St Andrews is famous for many things including Golf, fantastic sandy beaches, old fascinating architecture and much more. St Andrews is also a romantic holiday destination. The town was named after Saint Andrew the Apostle, the Royal Burgh of St Andrews (Scottish Gaelic: Cill Rìmhinn) is a town on the east coast of Fife, Scotland, and the home of golf. It has a population of about 18 000, and stands on the North Sea coast between Edinburgh and Dundee. It is home to Scotland's oldest university, the University of St Andrews.

 

History of St Andrews

A Pictish stronghold probably stood on the site of St Andrews, and tradition declares that Kenneth, the patron saint of Kennoway, established a Céli Dé monastery here in the 6th century. The place is not actually attested in contemporary records until 747, when the Irish annals report the death of Túathalán, abbot of "Cennrígmonaid" (Old Irish for "head of the King's monad", monad being a broad term meaning anything from "mountain" to "pastureland"). The foundations of the little church dedicated to the Virgin were discovered on the Kirkheugh in 1860. Another Céli Dé church of St Mary on the Rock is supposed to have stood on the Lady's Craig, now covered by the sea.

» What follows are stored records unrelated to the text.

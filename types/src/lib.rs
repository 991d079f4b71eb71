//! Records and primitives for the observer relay module.
//!
//! This crate defines the types shared across the workspace: addresses, the
//! known-chain registry, ballot thresholds, the ballot itself, every persisted
//! record, and the capability traits of the host ledger's collaborators.

pub mod address;
pub mod ballot;
pub mod blame;
pub mod chain;
pub mod chain_params;
pub mod error;
pub mod external;
pub mod node_account;
pub mod nonces;
pub mod params;
pub mod threshold;
pub mod tss;

pub use address::Address;
pub use ballot::{
    Ballot, BallotListForHeight, BallotStatus, ObservationKind, VoteError, VoteOutcome, VoteSlot,
};
pub use blame::{blame_index, blame_prefix, BlameNode, BlameRecord};
pub use chain::{chain_by_id, chains_list, Chain, ChainId, Network, NetworkType};
pub use chain_params::{ChainParams, ChainParamsList};
pub use error::TypesError;
pub use external::{
    AuthorityProvider, Delegation, HeaderError, LightClient, PolicyType, SlashingProvider,
    StakingProvider, Validator,
};
pub use node_account::{NodeAccount, NodeStatus};
pub use nonces::{nonce_to_message_key, ChainNonces, NonceToMessage, PendingNonces};
pub use params::{CrosschainFlags, LastObserverCount, Params};
pub use threshold::Threshold;
pub use tss::{Keygen, KeygenStatus, Tss};
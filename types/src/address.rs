//! Account address of an observer, validator operator or admin signer.

use serde::{Deserialize, Serialize};
use std::fmt;

/// A bech32-style account address, kept as its canonical string form.
///
/// Validator operators and their observer accounts share the same address
/// in this module, so a single type identifies voters, node-account
/// operators and admin signers alike.
#[derive(Clone, Debug, PartialEq, Eq, PartialOrd, Ord, Hash, Serialize, Deserialize)]
pub struct Address(String);

impl Address {
    /// Create an address from its raw string form.
    pub fn new(raw: impl Into<String>) -> Self {
        Self(raw.into())
    }

    /// Return the raw address string.
    pub fn as_str(&self) -> &str {
        &self.0
    }

    /// An address is well-formed when it is non-empty and has no whitespace.
    pub fn is_valid(&self) -> bool {
        !self.0.is_empty() && !self.0.chars().any(char::is_whitespace)
    }
}

impl fmt::Display for Address {
    fn fmt(&self, f: &mut fmt::Formatter<'_>) -> fmt::Result {
        write!(f, "{}", self.0)
    }
}

impl From<&str> for Address {
    fn from(s: &str) -> Self {
        Self::new(s)
    }
}

impl From<String> for Address {
    fn from(s: String) -> Self {
        Self::new(s)
    }
}
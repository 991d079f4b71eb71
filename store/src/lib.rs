//! Abstract storage traits for the observer relay module.
//!
//! The host ledger's key-value store implements these traits, one per
//! namespace. The keeper depends only on the traits; atomicity of a whole
//! state transition is the host's responsibility.

pub mod ballot;
pub mod blame;
pub mod chain_params;
pub mod error;
pub mod meta;
pub mod node_account;
pub mod nonce;
pub mod observer;
pub mod tss;

pub use ballot::BallotStore;
pub use blame::BlameStore;
pub use chain_params::ChainParamsStore;
pub use error::StoreError;
pub use meta::MetaStore;
pub use node_account::NodeAccountStore;
pub use nonce::NonceStore;
pub use observer::ObserverStore;
pub use tss::TssStore;

/// Every namespace the keeper touches, as a single object-safe bound.
pub trait RelayerStore:
    BallotStore
    + BlameStore
    + ChainParamsStore
    + MetaStore
    + NodeAccountStore
    + NonceStore
    + ObserverStore
    + TssStore
{
}

impl<T> RelayerStore for T where
    T: BallotStore
        + BlameStore
        + ChainParamsStore
        + MetaStore
        + NodeAccountStore
        + NonceStore
        + ObserverStore
        + TssStore
{
}
//! Chain params storage trait.

use crate::StoreError;
use relay_types::ChainParamsList;

pub trait ChainParamsStore {
    fn get_chain_params_list(&self) -> Result<Option<ChainParamsList>, StoreError>;

    fn put_chain_params_list(&self, list: &ChainParamsList) -> Result<(), StoreError>;
}
//! Blame attestations for failed signing rounds.

use crate::chain::ChainId;
use serde::{Deserialize, Serialize};

/// A committee member accused in a blame record.
#[derive(Clone, Debug, PartialEq, Eq, Serialize, Deserialize)]
pub struct BlameNode {
    pub pubkey: String,
    pub blame_data: Vec<u8>,
    pub blame_signature: Vec<u8>,
}

#[derive(Clone, Debug, PartialEq, Eq, Serialize, Deserialize)]
pub struct BlameRecord {
    pub index: String,
    pub failure_reason: String,
    pub nodes: Vec<BlameNode>,
}

/// `"{chain}-{nonce}-{digest}-{height}"`.
pub fn blame_index(chain_id: ChainId, nonce: u64, digest: &str, height: u64) -> String {
    format!("{chain_id}-{nonce}-{digest}-{height}")
}

/// Prefix shared by every blame index for one outbound nonce.
///
/// The trailing separator keeps nonce 1 from matching nonce 10.
pub fn blame_prefix(chain_id: ChainId, nonce: u64) -> String {
    format!("{chain_id}-{nonce}-")
}
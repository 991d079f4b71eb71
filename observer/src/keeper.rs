//! The relayer keeper, owner of the stores and host collaborators.
//!
//! Every state transition is a method on [`RelayerKeeper`] taking the current
//! block height explicitly. Transitions validate before they write; the host
//! ledger wraps each call in its own atomic commit.

use crate::events::{EventBus, RelayerEvent};
use crate::ObserverError;
use relay_store::RelayerStore;
use relay_types::{
    Address, AuthorityProvider, CrosschainFlags, LightClient, Params, PolicyType,
    SlashingProvider, StakingProvider,
};
use std::sync::Arc;

pub struct RelayerKeeper {
    pub(crate) store: Arc<dyn RelayerStore + Send + Sync>,
    pub(crate) staking: Arc<dyn StakingProvider + Send + Sync>,
    pub(crate) slashing: Arc<dyn SlashingProvider + Send + Sync>,
    pub(crate) authority: Arc<dyn AuthorityProvider + Send + Sync>,
    pub(crate) light_client: Arc<dyn LightClient + Send + Sync>,
    events: EventBus,
}

impl RelayerKeeper {
    pub fn new(
        store: Arc<dyn RelayerStore + Send + Sync>,
        staking: Arc<dyn StakingProvider + Send + Sync>,
        slashing: Arc<dyn SlashingProvider + Send + Sync>,
        authority: Arc<dyn AuthorityProvider + Send + Sync>,
        light_client: Arc<dyn LightClient + Send + Sync>,
    ) -> Self {
        Self {
            store,
            staking,
            slashing,
            authority,
            light_client,
            events: EventBus::new(),
        }
    }

    pub fn store(&self) -> &Arc<dyn RelayerStore + Send + Sync> {
        &self.store
    }

    pub fn subscribe(&mut self, listener: Box<dyn Fn(&RelayerEvent) + Send + Sync>) {
        self.events.subscribe(listener);
    }

    pub(crate) fn emit(&self, event: RelayerEvent) {
        self.events.emit(&event);
    }

    /// Fail unless `signer` holds `policy`.
    pub(crate) fn require_policy(
        &self,
        signer: &Address,
        policy: PolicyType,
    ) -> Result<(), ObserverError> {
        if !self.authority.is_authorized(signer, policy) {
            tracing::warn!(%signer, ?policy, "admin message rejected");
            return Err(ObserverError::Unauthorized {
                signer: signer.clone(),
                policy,
            });
        }
        Ok(())
    }

    /// Module params, falling back to defaults before genesis writes them.
    pub fn params(&self) -> Result<Params, ObserverError> {
        Ok(self.store.get_params()?.unwrap_or_default())
    }

    pub fn set_params(&self, params: &Params) -> Result<(), ObserverError> {
        self.store.put_params(params)?;
        Ok(())
    }

    /// Crosschain flags, enabled by default.
    pub fn crosschain_flags(&self) -> Result<CrosschainFlags, ObserverError> {
        Ok(self.store.get_crosschain_flags()?.unwrap_or_default())
    }

    pub fn is_inbound_enabled(&self) -> Result<bool, ObserverError> {
        Ok(self.crosschain_flags()?.is_inbound_enabled)
    }

    pub fn is_outbound_enabled(&self) -> Result<bool, ObserverError> {
        Ok(self.crosschain_flags()?.is_outbound_enabled)
    }
}
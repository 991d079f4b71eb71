//! Structured logging initialisation for hosts embedding the relay keeper.
//!
//! Two output formats are supported:
//! - [`LogFormat::Human`]: human-readable lines for local development.
//! - [`LogFormat::Json`]: newline-delimited JSON for log aggregation.
//!
//! `RUST_LOG` overrides the caller-supplied `level` filter when set
//! (e.g. `"info"`, `"debug,relay_observer=trace"`).

use serde::{Deserialize, Serialize};
use std::fmt;
use std::str::FromStr;
use thiserror::Error;
use tracing_subscriber::{
    fmt as tracing_fmt, layer::SubscriberExt, util::SubscriberInitExt, EnvFilter,
};

/// Selects the output format for structured logs.
#[derive(Debug, Clone, Copy, PartialEq, Eq, Default, Serialize, Deserialize)]
#[serde(rename_all = "lowercase")]
pub enum LogFormat {
    #[default]
    Human,
    Json,
}

#[derive(Debug, Error, PartialEq, Eq)]
#[error("unknown log format {0:?}, expected \"human\" or \"json\"")]
pub struct UnknownLogFormat(pub String);

impl FromStr for LogFormat {
    type Err = UnknownLogFormat;

    fn from_str(s: &str) -> Result<Self, Self::Err> {
        match s.trim().to_ascii_lowercase().as_str() {
            "human" => Ok(Self::Human),
            "json" => Ok(Self::Json),
            other => Err(UnknownLogFormat(other.to_string())),
        }
    }
}

impl fmt::Display for LogFormat {
    fn fmt(&self, f: &mut fmt::Formatter<'_>) -> fmt::Result {
        match self {
            Self::Human => f.write_str("human"),
            Self::Json => f.write_str("json"),
        }
    }
}

/// Install the global tracing subscriber.
///
/// Returns an error instead of panicking if a subscriber is already set, so
/// tests and embedding hosts can call it more than once.
pub fn init_logging(
    format: LogFormat,
    level: &str,
) -> Result<(), tracing_subscriber::util::TryInitError> {
    let filter = EnvFilter::try_from_default_env().unwrap_or_else(|_| EnvFilter::new(level));

    match format {
        LogFormat::Human => tracing_subscriber::registry()
            .with(filter)
            .with(tracing_fmt::layer().with_target(true).with_thread_ids(true))
            .try_init(),
        LogFormat::Json => tracing_subscriber::registry()
            .with(filter)
            .with(
                tracing_fmt::layer()
                    .json()
                    .with_target(true)
                    .with_thread_ids(true),
            )
            .try_init(),
    }
}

In the 12th and 13th centuries, the settelment had the name of Kilrymont (a Normanized spelling of Cell Rígmonaid, "the church of the King's monad") or of Muckross. Another legend tells how Saint Regulus or Rule (Riagail), the bishop of Patras in Achaea, was guided hither bearing the relics of Saint Andrew. The Pictish king Óengus mac Fergusa gave him a tract of land called the "Boar's Raik", no doubt the Boarhills of the present day, and the name of the spot was changed to "St Andrews".

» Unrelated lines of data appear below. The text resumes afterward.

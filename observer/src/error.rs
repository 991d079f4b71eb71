use relay_types::{Address, ChainId, PolicyType, TypesError, VoteError};
use thiserror::Error;

#[derive(Debug, Error)]
pub enum ObserverError {
    #[error("chain {0} is not supported")]
    UnsupportedChain(ChainId),

    #[error("{0} is not an authorized voter")]
    NotAuthorizedVoter(Address),

    #[error("unable to add vote: {0}")]
    UnableToAddVote(#[from] VoteError),

    #[error("keygen not found")]
    KeygenNotFound,

    #[error("keygen already completed")]
    KeygenAlreadyCompleted,

    #[error("invalid vote outcome: {0}")]
    InvalidOutcome(String),

    /// A bookkeeping record that must exist after initialisation is gone.
    #[error("observer roster or counter missing: {0}")]
    RosterOrCounterMissing(String),

    #[error("{signer} lacks the {policy:?} policy")]
    Unauthorized { signer: Address, policy: PolicyType },

    #[error("inbound processing is disabled")]
    InboundDisabled,

    #[error("invalid chain params: {0}")]
    InvalidChainParams(#[source] TypesError),

    #[error("invalid nonce range: low {low}, high {high}")]
    InvalidNonceRange { low: u64, high: u64 },

    #[error("tss not found")]
    TssNotFound,

    #[error("unable to update tss: {0}")]
    UnableToUpdateTss(String),

    #[error("node account not found: {0}")]
    NodeAccountNotFound(Address),

    #[error("keygen block {requested} must be at least {minimum}")]
    KeygenBlockTooLow { requested: u64, minimum: u64 },

    #[error("unable to update observer: {0}")]
    UpdateObserver(String),

    #[error("invalid block header: {0}")]
    InvalidBlockHeader(String),

    #[error("{0} is not a validator")]
    NotValidator(Address),

    #[error("nonce mismatch on chain {chain_id}: pending {pending_high}, chain {chain_nonce}")]
    NonceMismatch {
        chain_id: ChainId,
        pending_high: u64,
        chain_nonce: u64,
    },

    #[error("invalid message: {0}")]
    InvalidMessage(String),

    #[error("store error: {0}")]
    Store(#[from] relay_store::StoreError),

    #[error("config error: {0}")]
    Config(String),

    #[error("genesis error: {0}")]
    Genesis(String),
}
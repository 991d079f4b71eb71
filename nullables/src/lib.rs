//! Nullable infrastructure for deterministic testing.
//!
//! Inspired by the "A-frame architecture" pattern from RsNano.
//! Every host collaborator (storage, staking, slashing, authority, light
//! client) is abstracted behind a trait. This crate provides test-friendly
//! implementations that:
//! - Return deterministic values
//! - Can be controlled programmatically
//! - Never touch the filesystem or network
//!
//! Usage: swap real implementations for nullables in tests.

pub mod authority;
pub mod light_client;
pub mod staking;
pub mod store;

pub use authority::NullAuthority;
pub use light_client::{AddedHeader, NullLightClient};
pub use staking::{NullSlashing, NullStaking};
pub use store::NullStore;
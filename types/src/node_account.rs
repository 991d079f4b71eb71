//! Node accounts: the signing-committee roster used by keygen ballots.

use crate::address::Address;
use serde::{Deserialize, Serialize};

#[derive(Clone, Copy, Debug, PartialEq, Eq, Hash, Serialize, Deserialize)]
pub enum NodeStatus {
    Active,
    Inactive,
}

/// A committee member: the operator that votes and the grantee key that signs.
#[derive(Clone, Debug, PartialEq, Eq, Serialize, Deserialize)]
pub struct NodeAccount {
    pub operator: Address,
    pub grantee_address: Address,
    /// Public key the grantee contributes to key generation.
    pub grantee_pubkey: String,
    pub status: NodeStatus,
}
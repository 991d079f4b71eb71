//! Observer relay keeper.
//!
//! Turns independent observer reports about external chains into finalized
//! facts through threshold-voting ballots. The same ballots decide keygen
//! ceremonies and blame attestations, and their outcomes drive the outbound
//! nonce sequencer.

pub mod ballot;
pub mod blame;
pub mod chain_params;
pub mod config;
pub mod error;
pub mod events;
pub mod flags;
pub mod genesis;
pub mod hooks;
pub mod keeper;
pub mod msgs;
pub mod nonces;
pub mod observer_set;
pub mod tss;
pub mod vote;

pub use config::RelayerConfig;
pub use error::ObserverError;
pub use events::{EventBus, RelayerEvent};
pub use genesis::GenesisState;
pub use hooks::StakingHooks;
pub use keeper::RelayerKeeper;
pub use msgs::{
    MsgAddBlameVote, MsgAddObserver, MsgRemoveChainParams, MsgResetChainNonces,
    MsgUpdateKeygen, MsgUpdateObserver, MsgUpdateTss, MsgUpsertChainParams,
    MsgUpsertCrosschainFlags, MsgVoteBlockHeader, MsgVoteGasRecharge, MsgVoteInboundBlock,
    MsgVoteOnInbound, MsgVoteOnOutbound, MsgVoteTss, ObserverUpdateReason, ReceiveStatus,
};
pub use tss::VoteTssResult;
pub use vote::{OutboundVoteResult, VoteResult};
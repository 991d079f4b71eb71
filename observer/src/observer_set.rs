//! Observer roster, node accounts, and voter eligibility.

use crate::events::RelayerEvent;
use crate::msgs::{MsgAddObserver, MsgUpdateObserver, ObserverUpdateReason};
use crate::{ObserverError, RelayerKeeper};
use relay_types::{Address, Keygen, LastObserverCount, NodeAccount, NodeStatus, PolicyType};

impl RelayerKeeper {
    /// The roster, or `None` before it was ever written.
    pub fn get_observer_set(&self) -> Result<Option<Vec<Address>>, ObserverError> {
        Ok(self.store.get_observer_set()?)
    }

    pub fn set_observer_set(&self, observers: &[Address]) -> Result<(), ObserverError> {
        self.store.put_observer_set(observers)?;
        Ok(())
    }

    pub fn is_observer(&self, address: &Address) -> Result<bool, ObserverError> {
        Ok(self
            .store
            .get_observer_set()?
            .is_some_and(|set| set.contains(address)))
    }

    /// A voter must be on the roster, run a known validator, and not be tombstoned.
    pub fn is_eligible_observer(&self, address: &Address) -> Result<bool, ObserverError> {
        if !self.is_observer(address)? {
            return Ok(false);
        }
        if self.staking.validator(address).is_none() {
            return Ok(false);
        }
        Ok(!self.slashing.is_tombstoned(address))
    }

    pub(crate) fn require_eligible_observer(&self, address: &Address) -> Result<(), ObserverError> {
        if !self.is_eligible_observer(address)? {
            tracing::warn!(voter = %address, "vote from ineligible observer rejected");
            return Err(ObserverError::NotAuthorizedVoter(address.clone()));
        }
        Ok(())
    }

    /// Append `address` to the roster. Adding a present address is a no-op.
    pub fn add_observer_to_set(&self, address: &Address) -> Result<(), ObserverError> {
        let mut set = self.store.get_observer_set()?.unwrap_or_default();
        if set.contains(address) {
            return Ok(());
        }
        set.push(address.clone());
        self.store.put_observer_set(&set)?;
        Ok(())
    }

    /// Remove `address` from the roster. Removing an absent address is a no-op.
    pub fn remove_observer_from_set(&self, address: &Address) -> Result<(), ObserverError> {
        let Some(mut set) = self.store.get_observer_set()? else {
            return Ok(());
        };
        let Some(pos) = set.iter().position(|a| a == address) else {
            return Ok(());
        };
        set.remove(pos);
        self.store.put_observer_set(&set)?;
        tracing::info!(observer = %address, remaining = set.len(), "observer removed from roster");
        Ok(())
    }

    pub fn get_last_observer_count(&self) -> Result<Option<LastObserverCount>, ObserverError> {
        Ok(self.store.get_last_observer_count()?)
    }

    pub fn set_last_observer_count(&self, count: &LastObserverCount) -> Result<(), ObserverError> {
        self.store.put_last_observer_count(count)?;
        Ok(())
    }

    pub fn get_node_account(
        &self,
        operator: &Address,
    ) -> Result<Option<NodeAccount>, ObserverError> {
        Ok(self.store.get_node_account(operator)?)
    }

    pub fn set_node_account(&self, account: &NodeAccount) -> Result<(), ObserverError> {
        self.store.put_node_account(account)?;
        Ok(())
    }

    pub fn get_all_node_accounts(&self) -> Result<Vec<NodeAccount>, ObserverError> {
        Ok(self.store.iter_node_accounts()?)
    }

    /// Turn off inbound processing, leaving outbound untouched.
    pub fn disable_inbound_only(&self) -> Result<(), ObserverError> {
        let mut flags = self.crosschain_flags()?;
        flags.is_inbound_enabled = false;
        self.store.put_crosschain_flags(&flags)?;
        Ok(())
    }

    /// Register a committee member or a roster observer. Requires the Operational policy.
    ///
    /// Inbound processing is disabled either way and must be re-enabled by an admin.
    pub fn add_observer(&self, msg: &MsgAddObserver, height: u64) -> Result<(), ObserverError> {
        self.require_policy(&msg.signer, PolicyType::Operational)?;
        msg.validate_basic()?;

        self.disable_inbound_only()?;

        if msg.add_node_account_only {
            self.set_node_account(&NodeAccount {
                operator: msg.observer_address.clone(),
                grantee_address: msg.grantee_address.clone(),
                grantee_pubkey: msg.grantee_pubkey.clone(),
                status: NodeStatus::Active,
            })?;
            self.store.put_keygen(&Keygen::disabled())?;
            tracing::info!(operator = %msg.observer_address, "node account added");
            return Ok(());
        }

        self.add_observer_to_set(&msg.observer_address)?;
        let count = self.store.get_observer_set()?.map_or(0, |s| s.len() as u64);
        self.set_last_observer_count(&LastObserverCount {
            count,
            last_change_height: height,
        })?;
        tracing::info!(observer = %msg.observer_address, count, "observer added");
        self.emit(RelayerEvent::ObserverAdded {
            observer: msg.observer_address.clone(),
            observer_count: count,
        });
        Ok(())
    }

    /// Move an observer to a new address, in the roster and its node account.
    ///
    /// Allowed for the tombstoned observer itself, or for an Admin signer.
    pub fn update_observer(&self, msg: &MsgUpdateObserver) -> Result<(), ObserverError> {
        msg.validate_basic()?;
        match msg.update_reason {
            ObserverUpdateReason::Tombstoned => {
                if self.staking.validator(&msg.signer).is_none() {
                    return Err(ObserverError::NotValidator(msg.signer.clone()));
                }
                if !self.slashing.is_tombstoned(&msg.signer) {
                    return Err(ObserverError::UpdateObserver(format!(
                        "{} is not tombstoned",
                        msg.signer
                    )));
                }
            }
            ObserverUpdateReason::AdminUpdate => {
                self.require_policy(&msg.signer, PolicyType::Admin)?;
            }
        }

        if !self.is_observer(&msg.old_observer_address)? {
            return Err(ObserverError::NotAuthorizedVoter(msg.old_observer_address.clone()));
        }

        match self.staking.validator(&msg.new_observer_address) {
            Some(v) if v.bonded && !v.jailed => {}
            Some(_) => {
                return Err(ObserverError::UpdateObserver(format!(
                    "{} is jailed or not bonded",
                    msg.new_observer_address
                )))
            }
            None => return Err(ObserverError::NotValidator(msg.new_observer_address.clone())),
        }

        let mut set = self
            .store
            .get_observer_set()?
            .ok_or_else(|| self.roster_missing("observer set"))?;
        let last_count = self
            .store
            .get_last_observer_count()?
            .ok_or_else(|| self.roster_missing("last observer count"))?;
        if last_count.count != set.len() as u64 {
            tracing::error!(
                recorded = last_count.count,
                actual = set.len(),
                "observer count drifted from roster"
            );
            return Err(ObserverError::UpdateObserver("observer count mismatch".into()));
        }

        let mut node_account = self
            .store
            .get_node_account(&msg.old_observer_address)?
            .ok_or_else(|| ObserverError::NodeAccountNotFound(msg.old_observer_address.clone()))?;

        for entry in set.iter_mut() {
            if *entry == msg.old_observer_address {
                *entry = msg.new_observer_address.clone();
            }
        }
        self.store.put_observer_set(&set)?;

        node_account.operator = msg.new_observer_address.clone();
        self.store.remove_node_account(&msg.old_observer_address)?;
        self.store.put_node_account(&node_account)?;

        tracing::info!(
            old = %msg.old_observer_address,
            new = %msg.new_observer_address,
            reason = ?msg.update_reason,
            "observer address updated"
        );
        Ok(())
    }

    /// Per-block roster bookkeeping.
    ///
    /// When the roster size differs from the recorded count, the pending
    /// keygen is disabled, inbound processing is switched off, and the new
    /// count is recorded at `height`.
    pub fn begin_block(&self, height: u64) -> Result<(), ObserverError> {
        let Some(last_count) = self.store.get_last_observer_count()? else {
            return Ok(());
        };
        let Some(set) = self.store.get_observer_set()? else {
            return Ok(());
        };
        let count = set.len() as u64;
        if count == last_count.count {
            return Ok(());
        }

        tracing::info!(
            previous = last_count.count,
            current = count,
            height,
            "observer count changed, disabling inbound and pending keygen"
        );
        self.store.put_keygen(&Keygen::disabled())?;
        self.disable_inbound_only()?;
        self.set_last_observer_count(&LastObserverCount {
            count,
            last_change_height: height,
        })
    }

    /// Log and build the consistency-canary error.
    pub(crate) fn roster_missing(&self, what: &str) -> ObserverError {
        tracing::error!(record = what, "bookkeeping record missing");
        ObserverError::RosterOrCounterMissing(what.to_string())
    }
}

St Andrews is said to have become a bishopric in the 9th century, and when the Pictish and Scottish churches merged in 908, the primacy was transferred to it from Dunkeld, its bishop becoming thereafter known as "bishop" or "high bishop of Scotland" (ardepscop Alban). It became an archbishopric during the primacy of Patrick Graham (1466 - 1478). The town was created a royal burgh in 1124.

In the 16th century St Andrews functioned as one of the most important ports north of the Forth and allegedly had 14,000 inhabitants, but it fell into decay after the Civil War. Daniel Defoe says that when he saw it one-sixth of its houses were ruinous and the sea had so encroached on the harbour that it was never likely to be restored; but the slight improvement in trade and public spirit which Bishop Pococke seemed to detect in 1760 continued throughout the 19th century.